Le mythe (qui se veut explicatif en se fondant sur des constructions imaginaires) se distingue de la légende (qui suppose quelques faits historiques identifiables), du conte (qui se veut inventif sans expliquer), et du roman (qui « explique » avec peu de fondements). Ces quatre types de récits fictifs sont parfois confondus4.
Définitions
D’après le Dictionnaire de l’Académie française5, le sens premier du mot mythe, apparu au xixe siècle, est un récit fabuleux, pouvant contenir une morale plus ou moins implicite. Il dérive d’une racine indo-européenne meudh qui évoque le souvenir et la pensée et fait référence à la remémoration6.
Un mythe implique souvent plusieurs personnages merveilleux, tels que des dieux, des animaux chimériques ou savants, des hommes bêtes, des anges ou des démons, et l’existence d’autres mondes.
Il serait exagéré de prendre un mythe au pied de la lettre, et de croire que les peuples les tiennent pour une description parfaitement exacte (y compris les aspects surnaturels) du déroulement des événements. Il serait sans doute tout aussi tendancieux de les analyser comme de simples récits poétiques, dépourvus de base réelle, des formes archaïques de réflexions philosophiques et proto-scientifiques, réalisées par une analogie poétique plus que sur la logique, et exprimées sous une forme symbolique, voire une sorte de roman.
Ces histoires ne sont pas arbitraires les différentes sociétés, même très différentes et sans contacts culturels, présentent des mythes qui utilisent les mêmes archétypes et ceux-ci traitent toujours de questions qui se posent dans les sociétés qui les véhiculent. Ils ont un lien direct avec la structure religieuse et sociale du peuple, et avec leur cosmogonie.

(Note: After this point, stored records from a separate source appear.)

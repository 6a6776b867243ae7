//! Shared helpers for the PostgreSQL-backed integration suites.
//!
//! Each `tests/diesel_*.rs` file compiles as its own crate and pulls this
//! module in with `mod support;`.

pub mod embedded_postgres;

use chrono::{DateTime, Duration, TimeZone, Utc};
use pawresq::domain::{
    Area, EmailAddress, PasswordHash, Role, User, UserDraft, UserId, UserStatistics, Username,
};

pub use embedded_postgres::{MigratedDatabase, migrated_database};

/// Whole-second timestamps so values survive the round trip through
/// `TIMESTAMPTZ` unchanged; `minutes` orders records.
pub fn at(minutes: i64) -> DateTime<Utc> {
    Utc.with_ymd_and_hms(2026, 3, 14, 9, 0, 0)
        .single()
        .expect("valid fixture timestamp")
        + Duration::minutes(minutes)
}

/// An active account. Volunteers get an area; the hash never verifies.
pub fn account(handle: &str, role: Role, statistics: UserStatistics) -> User {
    User::new(UserDraft {
        id: UserId::random(),
        name: format!("{handle} tester"),
        username: Username::new(handle).expect("valid username"),
        email: EmailAddress::new(format!("{handle}@example.org")).expect("valid email"),
        password_hash: PasswordHash::from_phc("$argon2id$v=19$fixture"),
        role,
        area: (role == Role::Volunteer).then(|| Area::new("Riverside").expect("valid area")),
        profile_picture: String::new(),
        is_active: true,
        last_login: None,
        statistics,
        created_at: at(0),
    })
    .expect("valid user")
}

/// Returns true when `SKIP_TEST_CLUSTER` is set to "1", "true" or "yes".
pub fn should_skip_test_cluster() -> bool {
    std::env::var("SKIP_TEST_CLUSTER")
        .map(|value| matches!(value.to_lowercase().as_str(), "1" | "true" | "yes"))
        .unwrap_or(false)
}

/// Skip with a marker when `SKIP_TEST_CLUSTER` is truthy, otherwise fail loudly
/// so a broken cluster is not mistaken for a passing suite.
pub fn handle_cluster_setup_failure<T>(reason: impl std::fmt::Display) -> Option<T> {
    if should_skip_test_cluster() {
        eprintln!("SKIP-TEST-CLUSTER: {reason}");
        None
    } else {
        panic!("Test cluster setup failed: {reason}. Set SKIP_TEST_CLUSTER=1 to skip.");
    }
}
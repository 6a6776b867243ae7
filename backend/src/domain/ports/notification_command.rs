//! Driving port for notification writes.

use async_trait::async_trait;

use crate::domain::{Actor, Error, NewNotification, Notification, NotificationId};

#[cfg_attr(test, mockall::automock)]
#[async_trait]
pub trait NotificationCommand: Send + Sync {
    /// Store an explicitly sent notification.
    async fn send(&self, notification: NewNotification) -> Result<Notification, Error>;

    /// Mark the listed notifications, or all unread ones when `ids` is
    /// `None`, as read for the actor. Ids not addressed to the actor are
    /// ignored.
    async fn mark_read(&self, actor: &Actor, ids: Option<Vec<NotificationId>>)
    -> Result<u64, Error>;
}
//! Shared Diesel error mapping for the PawResQ repositories.
//!
//! Every repository port exposes the same `Connection`/`Query` pair, so the
//! translation is written once here and parameterised by the port error's
//! constructors. Unique violations are surfaced separately because the user
//! repository turns them into duplicate-username/email errors.

use diesel::result::{DatabaseErrorKind, Error as DieselError};
use tracing::debug;

use super::pool::PoolError;

/// Map pool errors into a repository-specific connection error constructor.
pub(crate) fn map_pool_error<E, C>(error: PoolError, connection: C) -> E
where
    C: FnOnce(String) -> E,
{
    let message = match error {
        PoolError::Checkout { message } | PoolError::Build { message } => message,
    };
    connection(message)
}

/// Name of the violated unique constraint, when `error` is one.
pub(crate) fn unique_violation(error: &DieselError) -> Option<&str> {
    match error {
        DieselError::DatabaseError(DatabaseErrorKind::UniqueViolation, info) => {
            Some(info.constraint_name().unwrap_or_default())
        }
        _ => None,
    }
}

/// Map Diesel errors into query/connection constructors.
///
/// Storage details stay in the debug log; the domain only sees a short,
/// stable message.
pub(crate) fn map_diesel_error<E, Q, C>(error: DieselError, query: Q, connection: C) -> E
where
    Q: FnOnce(&'static str) -> E,
    C: FnOnce(&'static str) -> E,
{
    match &error {
        DieselError::DatabaseError(kind, info) => {
            debug!(
                ?kind,
                message = info.message(),
                constraint = info.constraint_name(),
                "diesel operation failed"
            );
        }
        _ => debug!(error = %error, "diesel operation failed"),
    }

    match error {
        DieselError::NotFound => query("record not found"),
        DieselError::QueryBuilderError(_) => query("database query error"),
        DieselError::DeserializationError(_) | DieselError::SerializationError(_) => {
            query("database value could not be converted")
        }
        DieselError::DatabaseError(DatabaseErrorKind::ClosedConnection, _)
        | DieselError::BrokenTransactionManager => connection("database connection error"),
        _ => query("database error"),
    }
}

#[cfg(test)]
mod tests {
    use super::*;
    use rstest::rstest;

    #[derive(Debug, PartialEq, Eq)]
    enum Mapped {
        Query(String),
        Connection(String),
    }

    fn mapped(error: DieselError) -> Mapped {
        map_diesel_error(
            error,
            |message| Mapped::Query(message.to_owned()),
            |message| Mapped::Connection(message.to_owned()),
        )
    }

    #[rstest]
    fn closed_connection_maps_to_connection() {
        let error = DieselError::DatabaseError(
            DatabaseErrorKind::ClosedConnection,
            Box::new("server closed the connection".to_owned()),
        );
        assert_eq!(
            mapped(error),
            Mapped::Connection("database connection error".to_owned())
        );
    }

    #[rstest]
    #[case(DieselError::NotFound, "record not found")]
    #[case(
        DieselError::DatabaseError(
            DatabaseErrorKind::CheckViolation,
            Box::new("violates check constraint".to_owned()),
        ),
        "database error"
    )]
    fn other_failures_map_to_query(#[case] error: DieselError, #[case] expected: &str) {
        assert_eq!(mapped(error), Mapped::Query(expected.to_owned()));
    }

    #[rstest]
    fn pool_errors_map_to_connection() {
        let mapped: Mapped = map_pool_error(PoolError::checkout("timed out"), Mapped::Connection);
        assert_eq!(mapped, Mapped::Connection("timed out".to_owned()));
    }

    #[rstest]
    fn unique_violation_is_detected() {
        let error = DieselError::DatabaseError(
            DatabaseErrorKind::UniqueViolation,
            Box::new("duplicate key".to_owned()),
        );
        assert!(unique_violation(&error).is_some());
        assert!(unique_violation(&DieselError::NotFound).is_none());
    }
}
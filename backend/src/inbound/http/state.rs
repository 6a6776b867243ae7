//! Shared HTTP adapter state.
//!
//! HTTP handlers accept this state via `actix_web::web::Data` so they only
//! depend on domain ports (use-cases) and remain testable without I/O.

use std::sync::Arc;

use crate::domain::ports::{
    AccountCommand, AccountQuery, LoginService, NotificationCommand, NotificationQuery,
    RescueRequestCommand, RescueRequestQuery, StatisticsQuery,
};
use crate::domain::{Actor, Error};
use crate::inbound::http::session::SessionContext;

/// Dependency bundle for HTTP handlers.
#[derive(Clone)]
pub struct HttpState {
    pub login: Arc<dyn LoginService>,
    pub accounts: Arc<dyn AccountCommand>,
    pub accounts_query: Arc<dyn AccountQuery>,
    pub rescue_requests: Arc<dyn RescueRequestCommand>,
    pub rescue_requests_query: Arc<dyn RescueRequestQuery>,
    pub statistics: Arc<dyn StatisticsQuery>,
    pub notifications: Arc<dyn NotificationCommand>,
    pub notifications_query: Arc<dyn NotificationQuery>,
}

impl HttpState {
    /// Resolve the session user into an acting identity.
    ///
    /// No session, a tampered cookie, and an account that has since vanished
    /// or been deactivated all yield `unauthorized`.
    pub async fn actor(&self, session: &SessionContext) -> Result<Actor, Error> {
        let user_id = session.require_user_id()?;
        self.accounts_query.actor(&user_id).await
    }
}
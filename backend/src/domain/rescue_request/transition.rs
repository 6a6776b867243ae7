//! The fixed status graph of a rescue request.
//!
//! | From        | To                               |
//! |-------------|----------------------------------|
//! | pending     | approved, rejected               |
//! | approved    | assigned, rejected               |
//! | assigned    | rescued, in-progress, cancelled  |
//! | rescued     | completed                        |
//! | in-progress | rescued, completed, cancelled    |
//!
//! `rejected`, `completed` and `cancelled` are terminal.

use serde_json::json;

use super::RescueStatus;
use crate::domain::Error;

/// Statuses reachable from `from` in one step.
pub const fn allowed_targets(from: RescueStatus) -> &'static [RescueStatus] {
    use RescueStatus as S;
    match from {
        S::Pending => &[S::Approved, S::Rejected],
        S::Approved => &[S::Assigned, S::Rejected],
        S::Assigned => &[S::Rescued, S::InProgress, S::Cancelled],
        S::Rescued => &[S::Completed],
        S::InProgress => &[S::Rescued, S::Completed, S::Cancelled],
        S::Rejected | S::Completed | S::Cancelled => &[],
    }
}

/// Whether `current → proposed` is an edge of the graph.
///
/// Self-loops are not edges; callers skip validation when the status is
/// unchanged.
///
/// # Examples
/// ```
/// use pawresq::domain::{RescueStatus, is_valid_transition};
///
/// assert!(is_valid_transition(RescueStatus::Pending, RescueStatus::Approved));
/// assert!(!is_valid_transition(RescueStatus::Pending, RescueStatus::Completed));
/// ```
pub fn is_valid_transition(current: RescueStatus, proposed: RescueStatus) -> bool {
    allowed_targets(current).contains(&proposed)
}

/// A status move outside the graph.
#[derive(Debug, Clone, Copy, PartialEq, Eq, thiserror::Error)]
#[error("Invalid status transition from {from} to {to}")]
pub struct TransitionError {
    pub from: RescueStatus,
    pub to: RescueStatus,
}

/// Validate a proposed move, returning both states on failure.
pub fn validate_transition(
    current: RescueStatus,
    proposed: RescueStatus,
) -> Result<(), TransitionError> {
    if is_valid_transition(current, proposed) {
        Ok(())
    } else {
        Err(TransitionError {
            from: current,
            to: proposed,
        })
    }
}

impl From<TransitionError> for Error {
    fn from(value: TransitionError) -> Self {
        Error::invalid_transition(value.to_string()).with_details(json!({
            "from": value.from.as_str(),
            "to": value.to.as_str(),
        }))
    }
}
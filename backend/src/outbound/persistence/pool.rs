//! bb8 connection pool over `diesel-async` PostgreSQL connections.
//!
//! Every Diesel repository holds a clone of [`DbPool`] and checks out one
//! connection per port call. Checkout failures surface as [`PoolError`],
//! which each repository maps onto its port's `Connection` variant.

use std::time::Duration;

use diesel_async::AsyncPgConnection;
use diesel_async::pooled_connection::AsyncDieselConnectionManager;
use diesel_async::pooled_connection::bb8::{Pool, PooledConnection};

/// Errors that can occur during pool operations.
#[derive(Debug, Clone, PartialEq, Eq, thiserror::Error)]
pub enum PoolError {
    /// No connection became available within the checkout timeout.
    #[error("failed to get connection from pool: {message}")]
    Checkout { message: String },

    /// The pool could not be constructed.
    #[error("failed to build connection pool: {message}")]
    Build { message: String },
}

impl PoolError {
    pub fn checkout(message: impl Into<String>) -> Self {
        Self::Checkout {
            message: message.into(),
        }
    }

    pub fn build(message: impl Into<String>) -> Self {
        Self::Build {
            message: message.into(),
        }
    }
}

/// Pool sizing and timeouts.
///
/// Defaults: ten connections, two kept idle, thirty second checkout timeout.
///
/// # Example
///
/// ```
/// use std::time::Duration;
/// use pawresq::outbound::persistence::PoolConfig;
///
/// let config = PoolConfig::new("postgres://pawresq@localhost/pawresq")
///     .with_max_size(4)
///     .with_connection_timeout(Duration::from_secs(5));
/// assert_eq!(config.max_size(), 4);
/// ```
#[derive(Debug, Clone)]
pub struct PoolConfig {
    database_url: String,
    max_size: u32,
    min_idle: Option<u32>,
    connection_timeout: Duration,
}

impl PoolConfig {
    pub fn new(database_url: impl Into<String>) -> Self {
        Self {
            database_url: database_url.into(),
            max_size: 10,
            min_idle: Some(2),
            connection_timeout: Duration::from_secs(30),
        }
    }

    #[must_use]
    pub fn with_max_size(mut self, max_size: u32) -> Self {
        self.max_size = max_size;
        self
    }

    #[must_use]
    pub fn with_min_idle(mut self, min_idle: Option<u32>) -> Self {
        self.min_idle = min_idle;
        self
    }

    #[must_use]
    pub fn with_connection_timeout(mut self, timeout: Duration) -> Self {
        self.connection_timeout = timeout;
        self
    }

    pub fn database_url(&self) -> &str {
        &self.database_url
    }

    pub fn max_size(&self) -> u32 {
        self.max_size
    }
}

/// Shared async connection pool.
#[derive(Clone)]
pub struct DbPool {
    inner: Pool<AsyncPgConnection>,
}

impl DbPool {
    /// Build the pool. Idle connections are opened eagerly, so an
    /// unreachable database fails here rather than on the first request.
    ///
    /// # Errors
    ///
    /// Returns [`PoolError::Build`] when the pool cannot be constructed.
    pub async fn new(config: PoolConfig) -> Result<Self, PoolError> {
        let manager = AsyncDieselConnectionManager::<AsyncPgConnection>::new(&config.database_url);
        let inner = Pool::builder()
            .max_size(config.max_size)
            .min_idle(config.min_idle)
            .connection_timeout(config.connection_timeout)
            .build(manager)
            .await
            .map_err(|err| PoolError::build(err.to_string()))?;
        Ok(Self { inner })
    }

    /// Check out a connection.
    ///
    /// # Errors
    ///
    /// Returns [`PoolError::Checkout`] when the checkout timeout elapses.
    pub async fn get(&self) -> Result<PooledConnection<'_, AsyncPgConnection>, PoolError> {
        self.inner
            .get()
            .await
            .map_err(|err| PoolError::checkout(err.to_string()))
    }
}
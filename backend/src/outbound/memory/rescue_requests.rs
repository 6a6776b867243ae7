//! In-memory `RescueRequestRepository`.

use std::collections::HashMap;
use std::sync::{Mutex, MutexGuard};

use async_trait::async_trait;

use super::POISONED;
use crate::domain::ports::{
    RescueRequestFilter, RescueRequestRepository, RescueRequestRepositoryError, StatusCountScope,
    StatusCounts,
};
use crate::domain::{RescueRequest, RescueRequestId};

#[derive(Debug, Default)]
pub struct InMemoryRescueRequestRepository {
    requests: Mutex<HashMap<RescueRequestId, RescueRequest>>,
}

impl InMemoryRescueRequestRepository {
    pub fn new() -> Self {
        Self::default()
    }

    fn lock(
        &self,
    ) -> Result<MutexGuard<'_, HashMap<RescueRequestId, RescueRequest>>, RescueRequestRepositoryError>
    {
        self.requests
            .lock()
            .map_err(|_| RescueRequestRepositoryError::query(POISONED))
    }
}

#[async_trait]
impl RescueRequestRepository for InMemoryRescueRequestRepository {
    async fn insert(&self, request: &RescueRequest) -> Result<(), RescueRequestRepositoryError> {
        let mut requests = self.lock()?;
        if requests.contains_key(&request.id()) {
            return Err(RescueRequestRepositoryError::query(format!(
                "rescue request {} already exists",
                request.id()
            )));
        }
        requests.insert(request.id(), request.clone());
        Ok(())
    }

    async fn save(&self, request: &RescueRequest) -> Result<bool, RescueRequestRepositoryError> {
        let mut requests = self.lock()?;
        match requests.get_mut(&request.id()) {
            Some(stored) => {
                *stored = request.clone();
                Ok(true)
            }
            None => Ok(false),
        }
    }

    async fn find_by_id(
        &self,
        id: &RescueRequestId,
    ) -> Result<Option<RescueRequest>, RescueRequestRepositoryError> {
        Ok(self.lock()?.get(id).cloned())
    }

    async fn list(
        &self,
        filter: &RescueRequestFilter,
    ) -> Result<Vec<RescueRequest>, RescueRequestRepositoryError> {
        let mut matching: Vec<RescueRequest> = self
            .lock()?
            .values()
            .filter(|request| filter.matches(request))
            .cloned()
            .collect();
        matching.sort_by(|a, b| b.created_at().cmp(&a.created_at()));
        Ok(matching)
    }

    async fn delete(&self, id: &RescueRequestId) -> Result<bool, RescueRequestRepositoryError> {
        Ok(self.lock()?.remove(id).is_some())
    }

    async fn status_counts(
        &self,
        scope: &StatusCountScope,
    ) -> Result<StatusCounts, RescueRequestRepositoryError> {
        let filter = match scope {
            StatusCountScope::Informer(id) => RescueRequestFilter {
                informer: Some(id.clone()),
                ..RescueRequestFilter::default()
            },
            StatusCountScope::Assignee(id) => RescueRequestFilter {
                assigned_to: Some(id.clone()),
                ..RescueRequestFilter::default()
            },
        };

        let mut counts = StatusCounts::default();
        for request in self.lock()?.values().filter(|request| filter.matches(request)) {
            let status = request.status();
            counts.record(status, counts.get(status) + 1);
        }
        Ok(counts)
    }
}
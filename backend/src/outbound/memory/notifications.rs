//! In-memory `NotificationRepository`.

use std::sync::{Mutex, MutexGuard};

use async_trait::async_trait;

use super::POISONED;
use crate::domain::ports::{NotificationRepository, NotificationRepositoryError};
use crate::domain::{Audience, Notification, NotificationId};

/// Append-only notification log.
#[derive(Debug, Default)]
pub struct InMemoryNotificationRepository {
    notifications: Mutex<Vec<Notification>>,
}

impl InMemoryNotificationRepository {
    pub fn new() -> Self {
        Self::default()
    }

    fn lock(&self) -> Result<MutexGuard<'_, Vec<Notification>>, NotificationRepositoryError> {
        self.notifications
            .lock()
            .map_err(|_| NotificationRepositoryError::query(POISONED))
    }
}

#[async_trait]
impl NotificationRepository for InMemoryNotificationRepository {
    async fn insert(&self, notification: &Notification) -> Result<(), NotificationRepositoryError> {
        self.lock()?.push(notification.clone());
        Ok(())
    }

    async fn list_for(
        &self,
        audience: &Audience,
        unread_only: bool,
    ) -> Result<Vec<Notification>, NotificationRepositoryError> {
        let mut visible: Vec<Notification> = self
            .lock()?
            .iter()
            .filter(|n| n.target().addresses(audience))
            .filter(|n| !unread_only || !n.is_read())
            .cloned()
            .collect();
        visible.sort_by(|a, b| b.created_at().cmp(&a.created_at()));
        Ok(visible)
    }

    async fn count_unread(&self, audience: &Audience) -> Result<u64, NotificationRepositoryError> {
        let count = self
            .lock()?
            .iter()
            .filter(|n| n.target().addresses(audience) && !n.is_read())
            .count();
        Ok(u64::try_from(count).unwrap_or(u64::MAX))
    }

    async fn mark_read(
        &self,
        audience: &Audience,
        ids: Option<Vec<NotificationId>>,
    ) -> Result<u64, NotificationRepositoryError> {
        let mut changed = 0;
        for notification in self.lock()?.iter_mut() {
            let selected = ids
                .as_ref()
                .is_none_or(|ids| ids.contains(&notification.id()));
            if selected && !notification.is_read() && notification.target().addresses(audience) {
                notification.mark_read();
                changed += 1;
            }
        }
        Ok(changed)
    }
}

Selon Mircea Eliade : « Il serait difficile de trouver une définition du mythe qui soit acceptée par tous les savants et soit en même temps accessible aux non-spécialistes. D’ailleurs, est-il même possible de trouver une seule définition susceptible de couvrir tous les types et toutes les fonctions des mythes, dans toutes les sociétés archaïques et traditionnelles ? Le mythe est une réalité culturelle extrêmement complexe, qui peut être abordée et interprétée dans les perspectives multiples et complémentaires »7.Les philosophes de l’époque post-mythique, tels que Protagoras, Empédocle et Platon utilisent le mythe comme une mise en scène allégorique afin de faire percevoir leurs propos d’une manière concrète. Par exemple, Platon crée des mythes originaux, ou réadapte des mythes antérieurs (par exemple le mythe d’Er le Pamphylien). À sa suite, d’autres philosophes ou certains auteurs de discours argumentatifs ont, eux aussi, eu recours au mythe, dans un même emploi.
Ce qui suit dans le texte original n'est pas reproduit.